Debt refinancing: Curtis Dickinson, left, the finance minister, with David Burt, the Premier. Mr Dickinson said a new bond issuance was more than three times oversubscribed and represents the lowest bond spread achieved by the Bermuda Government (File photograph by Akil Simmons)

Timing played a part in the Bermuda Government achieving its lowest bond spread on new debt notes.

In addition, investors showed a strong appetite for Bermuda Government bonds, with the issuance of $650 million of new senior notes being more than three times oversubscribed. During the past two weeks, the Government has been refinancing a chunk of the $2.42 billion net national debt.

It repurchased $424 million of its existing senior notes, and simultaneously sold $650 million of new bonds, locking-in an interest rate of 4.75 per cent.

The Government is paying out that interest to investors who bought the bonds.

The investors will also have their principal capital returned when the bonds fall due in 2029.

From the Government’s perspective, the deal is favourable as it allowed it to repurchase older senior notes on which it had been paying out interest of 5.603 per cent and 4.854 per cent.

Bermuda’s market move also came as the US Treasury ten-year yield fell to 3.09 per cent, having been as high as 3.24 per cent a week earlier.

That resulted in a lower spread between the yield on Bermuda’s new bonds and the comparable US Treasury ten-year bond.

Investors look at that measurement to assess the level of risk on a bond and whether it represents a good deal.

The yield on the US Treasury ten-year bond has since dipped marginally lower.

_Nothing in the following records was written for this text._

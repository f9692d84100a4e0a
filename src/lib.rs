//! Customer support chat
//!
//! A chat widget that posts user messages to a `/chat` endpoint and renders
//! the conversation, plus a reference backend that answers those posts.
//!
//! # Architecture
//!
//! - **Widget**: a rendering-agnostic session controller driving the send
//!   lifecycle (validate, disable input, append user message, await reply,
//!   append bot message, restore input)
//! - **Client**: `reqwest`-based [`client::HttpChatBackend`]
//! - **Server**: Axum backend answering from an optional LLM or a keyword table
//! - **Terminal**: line-oriented front-end binding the widget to stdin/stdout
//!
//! # Modules
//!
//! - [`widget`]: session controller, transcript, notifications
//! - [`client`]: chat endpoint client
//! - [`server`]: HTTP routes
//! - [`replies`]: reply selection
//! - [`llm`]: Chat Completions client
//! - [`terminal`]: terminal front-end

// Allow pedantic clippy warnings that don't add value for this codebase
#![allow(clippy::missing_fields_in_debug)]
#![allow(clippy::unused_async)]

pub mod client;
pub mod config;
pub mod error;
pub mod llm;
pub mod replies;
pub mod server;
pub mod terminal;
pub mod types;
pub mod widget;

use std::sync::Arc;

use crate::config::AppConfig;
use crate::replies::ReplyService;

/// Application state shared across all handlers.
#[derive(Clone, Debug)]
pub struct AppState {
    /// Reply selection for incoming messages.
    pub replies: Arc<ReplyService>,
    /// Global Configuration
    pub config: Arc<AppConfig>,
}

Curtis Dickinson, the new finance minister, told MPs yesterday: “The transaction represents the lowest ever bond spread to date achieved by the Government of Bermuda in the public bond markets.”

He said it was a landmark transaction that had successfully reduced the average cost of the Government’s debt to the tune of just over $1 million a year.

The Government also locked in the 4.75 per cent interest rate on its new bonds in advance of an anticipated increase in rates by the US Federal Reserve next month.

By repurchasing all $224 million of its 5.603 per cent notes that had been due in 2020, the Government does not have any major bonds due until 2023, which Mr Dickinson said significantly improved Bermuda’s liquidity profile.

By repurchasing $200 million of its 4.854 per cent bonds, due in 2024, the Government lowered the size of that tranche of debt liability to $550 million.

The finance minister said the effect of that was to smooth out the entire debt maturity profile.

Mr Dickinson said the level of interests in the new bond issue represented a “true show of support for the Bermuda credit from top global accounts”.

He added the order book was 3.2-times oversubscribed, which was made up of “some of the world’s top, high-quality asset managers” and underpinned by US accounts, with support from UK and continental Europe accounts.

Money raised by the new debt issuance that was not used to repurchase the old bonds will go to cover the remaining budget deficit for the current fiscal year — Government has projected a $89.7 million shortfall — and refinancing a $135 million loan on the island, which was scheduled to mature next year.